§ **Work instruction**:
Copy out the records again. Change nothing.

(Dataset entries)
[Start of Attachment]
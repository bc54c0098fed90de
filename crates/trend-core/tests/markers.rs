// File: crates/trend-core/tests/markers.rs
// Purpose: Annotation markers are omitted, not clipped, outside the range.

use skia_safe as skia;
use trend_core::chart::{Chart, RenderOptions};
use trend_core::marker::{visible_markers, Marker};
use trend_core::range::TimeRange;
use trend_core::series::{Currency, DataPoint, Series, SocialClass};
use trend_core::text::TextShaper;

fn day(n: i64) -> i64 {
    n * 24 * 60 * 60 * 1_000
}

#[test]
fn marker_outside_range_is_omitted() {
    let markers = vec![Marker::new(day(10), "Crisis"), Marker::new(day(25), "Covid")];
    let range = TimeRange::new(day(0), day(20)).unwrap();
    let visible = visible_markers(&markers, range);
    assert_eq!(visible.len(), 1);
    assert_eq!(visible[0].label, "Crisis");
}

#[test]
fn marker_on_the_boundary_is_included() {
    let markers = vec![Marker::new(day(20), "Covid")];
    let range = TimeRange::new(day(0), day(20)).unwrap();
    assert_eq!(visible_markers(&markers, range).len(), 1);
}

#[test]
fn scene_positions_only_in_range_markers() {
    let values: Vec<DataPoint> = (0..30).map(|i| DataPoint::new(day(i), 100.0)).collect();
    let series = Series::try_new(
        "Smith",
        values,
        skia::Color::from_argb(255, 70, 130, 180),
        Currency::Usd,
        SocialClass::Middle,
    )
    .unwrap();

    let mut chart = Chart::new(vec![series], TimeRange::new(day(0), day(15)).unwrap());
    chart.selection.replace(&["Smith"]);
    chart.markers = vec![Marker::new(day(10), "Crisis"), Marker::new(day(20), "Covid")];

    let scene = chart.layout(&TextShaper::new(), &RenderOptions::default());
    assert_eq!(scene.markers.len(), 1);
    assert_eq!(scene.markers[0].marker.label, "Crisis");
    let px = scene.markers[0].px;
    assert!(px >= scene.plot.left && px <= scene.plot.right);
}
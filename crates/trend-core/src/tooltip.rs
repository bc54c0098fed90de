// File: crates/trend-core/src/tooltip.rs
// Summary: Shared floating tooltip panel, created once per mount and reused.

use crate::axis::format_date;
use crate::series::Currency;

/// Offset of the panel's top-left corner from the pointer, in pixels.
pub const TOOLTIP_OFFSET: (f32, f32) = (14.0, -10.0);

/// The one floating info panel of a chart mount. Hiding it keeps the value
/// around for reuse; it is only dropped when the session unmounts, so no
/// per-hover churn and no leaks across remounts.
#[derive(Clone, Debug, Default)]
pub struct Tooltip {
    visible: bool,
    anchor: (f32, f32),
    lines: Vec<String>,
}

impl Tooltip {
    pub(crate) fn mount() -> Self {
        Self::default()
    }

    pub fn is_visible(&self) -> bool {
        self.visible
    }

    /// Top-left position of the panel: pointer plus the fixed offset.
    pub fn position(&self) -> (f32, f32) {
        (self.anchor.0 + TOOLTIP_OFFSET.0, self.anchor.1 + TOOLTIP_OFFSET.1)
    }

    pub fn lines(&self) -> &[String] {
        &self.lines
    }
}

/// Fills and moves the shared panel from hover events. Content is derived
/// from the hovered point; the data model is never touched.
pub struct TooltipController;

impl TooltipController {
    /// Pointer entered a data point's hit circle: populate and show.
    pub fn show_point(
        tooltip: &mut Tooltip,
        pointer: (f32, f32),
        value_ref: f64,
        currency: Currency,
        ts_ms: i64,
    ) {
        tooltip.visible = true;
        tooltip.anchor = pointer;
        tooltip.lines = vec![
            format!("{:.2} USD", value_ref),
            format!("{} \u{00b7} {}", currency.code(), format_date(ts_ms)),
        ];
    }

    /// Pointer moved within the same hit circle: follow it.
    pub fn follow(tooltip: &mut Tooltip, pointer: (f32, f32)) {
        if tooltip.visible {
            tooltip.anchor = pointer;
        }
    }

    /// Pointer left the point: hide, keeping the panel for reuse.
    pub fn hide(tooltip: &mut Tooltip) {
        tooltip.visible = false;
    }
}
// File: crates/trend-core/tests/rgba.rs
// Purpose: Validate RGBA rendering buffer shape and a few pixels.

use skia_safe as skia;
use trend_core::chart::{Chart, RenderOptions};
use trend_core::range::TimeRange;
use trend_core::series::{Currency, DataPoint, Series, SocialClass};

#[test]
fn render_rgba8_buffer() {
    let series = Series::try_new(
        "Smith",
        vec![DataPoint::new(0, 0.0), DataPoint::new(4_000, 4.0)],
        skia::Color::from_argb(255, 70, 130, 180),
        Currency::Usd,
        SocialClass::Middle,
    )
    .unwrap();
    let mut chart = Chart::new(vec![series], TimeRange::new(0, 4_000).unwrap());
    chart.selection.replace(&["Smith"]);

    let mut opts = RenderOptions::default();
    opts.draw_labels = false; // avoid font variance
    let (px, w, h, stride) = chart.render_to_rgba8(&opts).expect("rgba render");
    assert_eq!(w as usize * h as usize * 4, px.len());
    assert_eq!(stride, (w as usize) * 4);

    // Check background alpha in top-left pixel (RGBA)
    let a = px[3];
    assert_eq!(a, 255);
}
[End of Attachment]
§ **Answer below**:
repository bc54c0098fed90de
filename crates/trend-core/tests/markers.rs
// File: crates/trend-core/tests/markers.rs
// Purpose: Annotation markers are omitted, not clipped, outside the range.

use skia_safe as skia;
use trend_core::chart::{Chart, RenderOptions};
use trend_core::marker::{visible_markers, Marker};
use trend_core::range::TimeRange;
use trend_core::series::{Currency, DataPoint, Series, SocialClass};
use trend_core::text::TextShaper;

fn day(n: i64) -> i64 {
    n * 24 * 60 * 60 * 1_000
}

#[test]
fn marker_outside_range_is_omitted() {
    let markers = vec![Marker::new(day(10), "Crisis"), Marker::new(day(25), "Covid")];
    let range = TimeRange::new(day(0), day(20)).unwrap();
    let visible = visible_markers(&markers, range);
    assert_eq!(visible.len(), 1);
    assert_eq!(visible[0].label, "Crisis");
}

#[test]
fn marker_on_the_boundary_is_included() {
    let markers = vec![Marker::new(day(20), "Covid")];
    let range = TimeRange::new(day(0), day(20)).unwrap();
    assert_eq!(visible_markers(&markers, range).len(), 1);
}

#[test]
fn scene_positions_only_in_range_markers() {
    let values: Vec<DataPoint> = (0..30).map(|i| DataPoint::new(day(i), 100.0)).collect();
    let series = Series::try_new(
        "Smith",
        values,
        skia::Color::from_argb(255, 70, 130, 180),
        Currency::Usd,
        SocialClass::Middle,
    )
    .unwrap();

    let mut chart = Chart::new(vec![series], TimeRange::new(day(0), day(15)).unwrap());
    chart.selection.replace(&["Smith"]);
    chart.markers = vec![Marker::new(day(10), "Crisis"), Marker::new(day(20), "Covid")];

    let scene = chart.layout(&TextShaper::new(), &RenderOptions::default());
    assert_eq!(scene.markers.len(), 1);
    assert_eq!(scene.markers[0].marker.label, "Crisis");
    let px = scene.markers[0].px;
    assert!(px >= scene.plot.left && px <= scene.plot.right);
}
filename crates/trend-core/src/tooltip.rs
repository bc54c0098fed90de
// File: crates/trend-core/src/tooltip.rs
// Summary: Shared floating tooltip panel, created once per mount and reused.

use crate::axis::format_date;
use crate::series::Currency;

/// Offset of the panel's top-left corner from the pointer, in pixels.
pub const TOOLTIP_OFFSET: (f32, f32) = (14.0, -10.0);

/// The one floating info panel of a chart mount. Hiding it keeps the value
/// around for reuse; it is only dropped when the session unmounts, so no
/// per-hover churn and no leaks across remounts.
#[derive(Clone, Debug, Default)]
pub struct Tooltip {
    visible: bool,
    anchor: (f32, f32),
    lines: Vec<String>,
}

impl Tooltip {
    pub(crate) fn mount() -> Self {
        Self::default()
    }

    pub fn is_visible(&self) -> bool {
        self.visible
    }

    /// Top-left position of the panel: pointer plus the fixed offset.
    pub fn position(&self) -> (f32, f32) {
        (self.anchor.0 + TOOLTIP_OFFSET.0, self.anchor.1 + TOOLTIP_OFFSET.1)
    }

    pub fn lines(&self) -> &[String] {
        &self.lines
    }
}

/// Fills and moves the shared panel from hover events. Content is derived
/// from the hovered point; the data model is never touched.
pub struct TooltipController;

impl TooltipController {
    /// Pointer entered a data point's hit circle: populate and show.
    pub fn show_point(
        tooltip: &mut Tooltip,
        pointer: (f32, f32),
        value_ref: f64,
        currency: Currency,
        ts_ms: i64,
    ) {
        tooltip.visible = true;
        tooltip.anchor = pointer;
        tooltip.lines = vec![
            format!("{:.2} USD", value_ref),
            format!("{} \u{00b7} {}", currency.code(), format_date(ts_ms)),
        ];
    }

    /// Pointer moved within the same hit circle: follow it.
    pub fn follow(tooltip: &mut Tooltip, pointer: (f32, f32)) {
        if tooltip.visible {
            tooltip.anchor = pointer;
        }
    }

    /// Pointer left the point: hide, keeping the panel for reuse.
    pub fn hide(tooltip: &mut Tooltip) {
        tooltip.visible = false;
    }
}
// File: crates/trend-core/tests/rgba.rs
// Purpose: Validate RGBA rendering buffer shape and a few pixels.

use skia_safe as skia;
use trend_core::chart::{Chart, RenderOptions};
use trend_core::range::TimeRange;
use trend_core::series::{Currency, DataPoint, Series, SocialClass};

#[test]
fn render_rgba8_buffer() {
    let series = Series::try_new(
        "Smith",
        vec![DataPoint::new(0, 0.0), DataPoint::new(4_000, 4.0)],
        skia::Color::from_argb(255, 70, 130, 180),
        Currency::Usd,
        SocialClass::Middle,
    )
    .unwrap();
    let mut chart = Chart::new(vec![series], TimeRange::new(0, 4_000).unwrap());
    chart.selection.replace(&["Smith"]);

    let mut opts = RenderOptions::default();
    opts.draw_labels = false; // avoid font variance
    let (px, w, h, stride) = chart.render_to_rgba8(&opts).expect("rgba render");
    assert_eq!(w as usize * h as usize * 4, px.len());
    assert_eq!(stride, (w as usize) * 4);

    // Check background alpha in top-left pixel (RGBA)
    let a = px[3];
    assert_eq!(a, 255);
}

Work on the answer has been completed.